WASHINGTON -- After the Washington Post published a story last week detailing how Bain Capital investments may have helped send American jobs overseas, the Mitt Romney campaign tried to draw the very legitimate distinction between "offshoring" and "outsourcing" in the modern American economy.
On Friday, Romney campaign spokeswoman Andrea Saul quickly criticized the Post for not adequately defining the two trends. "This is a fundamentally flawed story that does not differentiate between domestic outsourcing versus offshoring," Saul said.
On Sunday, Romney campaign strategist Eric Fehrnstrom advanced the outsourcing versus offshoring distinction, providing perfectly adequate definitions of both phenomenons. "There’s a very simple difference between outsourcing and offshoring,” Fehrnstrom said on CBS' "Face the Nation." "[Outsourcing] is done by companies every day. They take functions and they allow vendors to do it rather than handling it in-house. Offshoring is the shipment of American jobs overseas."
But to distance Romney from offshoring, Fehrnstrom ends up giving implicit approval to domestic outsourcing. It's an unfortunate political position to be in, particularly during a campaign that's not just about American jobs but the quality of American jobs. Outsourcing may not eliminate jobs the way offshoring does, and the Romney campaign did not immediately respond to a request for clarification on its stance on domestic outsourcing. But in many industries, outsourcing ultimately leads to lower wages, fewer benefits and less job security for the same position.

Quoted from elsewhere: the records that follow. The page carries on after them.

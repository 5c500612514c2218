//! Bucket lifecycle states and the pure step planner
//!
//! ```text
//! Absent ─▶ FinalizerPending ─▶ AwaitingCreate ─▶ Created
//!                  │                  │              │
//!                  └──────────────────┴──────────────┴─▶ Deleting ─▶ Removed
//! ```
//!
//! A Bucket without the finalizer and without a deletion request is
//! FinalizerPending even if `createdAt` is already set: the finalizer is
//! always re-registered before anything else happens.

use autobucket_common::crd::{Bucket, BucketCloud, OnDeletePolicy};
use autobucket_common::finalizers::FinalizerSet;
use autobucket_common::BUCKET_FINALIZER;

/// Where a Bucket is in its lifecycle
#[derive(Clone, Copy, Debug, PartialEq, Eq)]
pub enum LifecycleState {
    /// Object not found
    Absent,
    /// Live object without the finalizer
    FinalizerPending,
    /// Finalizer registered, cloud bucket not yet confirmed
    AwaitingCreate,
    /// Cloud bucket confirmed; steady state
    Created,
    /// Deletion requested, finalizer still held
    Deleting,
    /// Deletion requested, finalizer released
    Removed,
}

impl LifecycleState {
    /// Classify the current object
    pub fn observe(bucket: Option<&Bucket>) -> Self {
        let Some(bucket) = bucket else {
            return Self::Absent;
        };
        let finalized = FinalizerSet::from_meta(&bucket.metadata).contains(BUCKET_FINALIZER);
        match (bucket.is_deleting(), finalized, bucket.created_at().is_some()) {
            (true, true, _) => Self::Deleting,
            (true, false, _) => Self::Removed,
            (false, false, _) => Self::FinalizerPending,
            (false, true, false) => Self::AwaitingCreate,
            (false, true, true) => Self::Created,
        }
    }

    /// Label for logs
    pub fn as_str(&self) -> &'static str {
        match self {
            Self::Absent => "absent",
            Self::FinalizerPending => "finalizer-pending",
            Self::AwaitingCreate => "awaiting-create",
            Self::Created => "created",
            Self::Deleting => "deleting",
            Self::Removed => "removed",
        }
    }
}

/// The single action one reconcile pass performs
#[derive(Clone, Debug, PartialEq, Eq)]
pub enum LifecycleStep {
    /// Nothing exists or nothing is left to clean up
    Done,
    /// Persist the finalizer, then requeue
    AddFinalizer,
    /// Create the cloud bucket, record `createdAt`, then requeue
    Create {
        /// `spec.cloud`
        cloud: BucketCloud,
        /// Cloud bucket name
        full_name: String,
    },
    /// Nothing to do until the object changes
    Steady,
    /// Purge and delete the cloud bucket, then release the finalizer
    Destroy {
        /// `spec.cloud`
        cloud: BucketCloud,
        /// Cloud bucket name
        full_name: String,
    },
    /// Release the finalizer and leave the cloud bucket in place
    Retain,
}

/// Decide the next step for `bucket`
pub fn plan(bucket: Option<&Bucket>) -> LifecycleStep {
    let state = LifecycleState::observe(bucket);
    let Some(bucket) = bucket else {
        return LifecycleStep::Done;
    };
    let spec = &bucket.spec;

    match state {
        LifecycleState::Absent | LifecycleState::Removed => LifecycleStep::Done,
        LifecycleState::FinalizerPending => LifecycleStep::AddFinalizer,
        LifecycleState::AwaitingCreate => LifecycleStep::Create {
            cloud: spec.cloud.clone(),
            full_name: spec.full_name.clone(),
        },
        LifecycleState::Created => LifecycleStep::Steady,
        LifecycleState::Deleting => match spec.on_delete_policy {
            OnDeletePolicy::Destroy => LifecycleStep::Destroy {
                cloud: spec.cloud.clone(),
                full_name: spec.full_name.clone(),
            },
            OnDeletePolicy::Ignore => LifecycleStep::Retain,
        },
    }
}

#[cfg(test)]
mod tests {
    use super::*;
    use autobucket_common::crd::{BucketSpec, BucketStatus};
    use chrono::Utc;
    use k8s_openapi::apimachinery::pkg::apis::meta::v1::Time;

    struct Fixture {
        finalizer: bool,
        created: bool,
        deleting: bool,
        policy: OnDeletePolicy,
    }

    impl Fixture {
        fn build(self) -> Bucket {
            let mut bucket = Bucket::new(
                "test-bucket",
                BucketSpec {
                    cloud: BucketCloud::Gcp,
                    full_name: "ab-default-test-bucket".to_string(),
                    on_delete_policy: self.policy,
                },
            );
            if self.finalizer {
                bucket.metadata.finalizers = Some(vec![BUCKET_FINALIZER.to_string()]);
            }
            if self.created {
                bucket.status = Some(BucketStatus {
                    created_at: Some("2024-05-01T10:00:00Z".to_string()),
                });
            }
            if self.deleting {
                bucket.metadata.deletion_timestamp = Some(Time(Utc::now()));
            }
            bucket
        }
    }

    fn fixture(finalizer: bool, created: bool, deleting: bool) -> Fixture {
        Fixture {
            finalizer,
            created,
            deleting,
            policy: OnDeletePolicy::Ignore,
        }
    }

    #[test]
    fn observe_covers_every_combination() {
        let cases = [
            (false, false, false, LifecycleState::FinalizerPending),
            (false, true, false, LifecycleState::FinalizerPending),
            (true, false, false, LifecycleState::AwaitingCreate),
            (true, true, false, LifecycleState::Created),
            (true, false, true, LifecycleState::Deleting),
            (true, true, true, LifecycleState::Deleting),
            (false, false, true, LifecycleState::Removed),
            (false, true, true, LifecycleState::Removed),
        ];
        for (finalizer, created, deleting, expected) in cases {
            let bucket = fixture(finalizer, created, deleting).build();
            assert_eq!(
                LifecycleState::observe(Some(&bucket)),
                expected,
                "finalizer={finalizer} created={created} deleting={deleting}"
            );
        }
        assert_eq!(LifecycleState::observe(None), LifecycleState::Absent);
    }

    #[test]
    fn only_our_finalizer_counts() {
        let mut bucket = fixture(false, false, false).build();
        bucket.metadata.finalizers = Some(vec!["example.com/keep".to_string()]);
        assert_eq!(
            LifecycleState::observe(Some(&bucket)),
            LifecycleState::FinalizerPending
        );

        bucket.metadata.finalizers = Some(vec![
            "example.com/keep".to_string(),
            BUCKET_FINALIZER.to_string(),
        ]);
        assert_eq!(
            LifecycleState::observe(Some(&bucket)),
            LifecycleState::AwaitingCreate
        );
    }

    #[test]
    fn missing_object_is_done() {
        assert_eq!(plan(None), LifecycleStep::Done);
    }

    /// Story: a fresh Bucket takes two passes to reach the cloud
    ///
    /// The first pass only registers the finalizer; creation is planned only
    /// once the finalizer is on the stored object.
    #[test]
    fn story_finalizer_before_create() {
        let fresh = fixture(false, false, false).build();
        assert_eq!(plan(Some(&fresh)), LifecycleStep::AddFinalizer);

        let finalized = fixture(true, false, false).build();
        assert_eq!(
            plan(Some(&finalized)),
            LifecycleStep::Create {
                cloud: BucketCloud::Gcp,
                full_name: "ab-default-test-bucket".to_string(),
            }
        );

        let created = fixture(true, true, false).build();
        assert_eq!(plan(Some(&created)), LifecycleStep::Steady);
    }

    #[test]
    fn delete_policy_selects_branch() {
        let ignore = fixture(true, true, true).build();
        assert_eq!(plan(Some(&ignore)), LifecycleStep::Retain);

        let destroy = Fixture {
            policy: OnDeletePolicy::Destroy,
            ..fixture(true, true, true)
        }
        .build();
        assert_eq!(
            plan(Some(&destroy)),
            LifecycleStep::Destroy {
                cloud: BucketCloud::Gcp,
                full_name: "ab-default-test-bucket".to_string(),
            }
        );
    }

    #[test]
    fn destroy_is_planned_even_before_create_confirmed() {
        let bucket = Fixture {
            policy: OnDeletePolicy::Destroy,
            ..fixture(true, false, true)
        }
        .build();
        assert!(matches!(plan(Some(&bucket)), LifecycleStep::Destroy { .. }));
    }

    #[test]
    fn released_object_needs_nothing() {
        let bucket = Fixture {
            policy: OnDeletePolicy::Destroy,
            ..fixture(false, true, true)
        }
        .build();
        assert_eq!(plan(Some(&bucket)), LifecycleStep::Done);
    }

    #[test]
    fn unrecognized_cloud_is_still_planned() {
        let mut bucket = fixture(true, false, false).build();
        bucket.spec.cloud = BucketCloud::Unrecognized("azure".to_string());
        assert_eq!(
            plan(Some(&bucket)),
            LifecycleStep::Create {
                cloud: BucketCloud::Unrecognized("azure".to_string()),
                full_name: "ab-default-test-bucket".to_string(),
            }
        );
    }
}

Take the American warehouse industry. As HuffPost reported last year, much of the retail supply chain is now predicated upon a system of outsourcing, whereby retailers hire third-party "logistics" providers, many of whom in turn hire labor agencies, who in turn hire temporary workers -- the sort of vendor-based system Fehrnstrom spoke of. This outsourcing reduces costs for companies at the top of the chain, who don't have to worry about hiring employees directly and paying decent wages, no doubt helping keep prices down for consumers. But there's a price to be paid by workers on the bottom rung. Many of them end up working on a temp basis for around minimum wage with no benefits and no guarantee of a job the following week.
"It seems to be spreading like wildfire," Nelson Lichtenstein, a professor of American labor history at the University of California, Santa Barbara, told HuffPost last year. "All of these companies, wherever they possibly can, they want to create a workforce that doesn't work for them."
That's to say nothing of the public-sector outsourcing gripping budget-strapped states and municipalities these days. In Michigan, for instance, state-run veterans' nursing homes have turned to private contract workers to save money; the workers earn about half of what their government counterparts earn, while the state's savings have turned out to be questionable. In New Jersey, the state has outsourced a good deal of its corrections duties to privately run halfway houses, as the New York Times recently reported. Wages at the facilities are low while the number of inmate escapes are high.
Of course, many Americans may not have personally witnessed the downsides of outsourcing, particularly if it hasn't hit their fields. Perhaps that's what the Romney campaign is banking on -- outsourcing certainly seems a lot less pernicious than offshoring. But the distinction doesn't mollify the Communications Workers of America, one of the unions that pounced on Romney last week when the Post story was published. Many of the jobs traditionally held by that union's members -- tech support, customer service -- have been offshored as well as domestically outsourced, going to other U.S. companies that do it cheaper, in part by paying workers less.
"Outsourcing isn't a great thing, either," said Candice Johnson, a CWA spokeswoman. "It often means jobs get sent somewhere else in the U.S., where the workers get less pay and no benefits, and maybe they're even classified as an independent contractor so they don't get labor protections. It's another industry trend that might help companies and CEO's, but it doesn't help workers."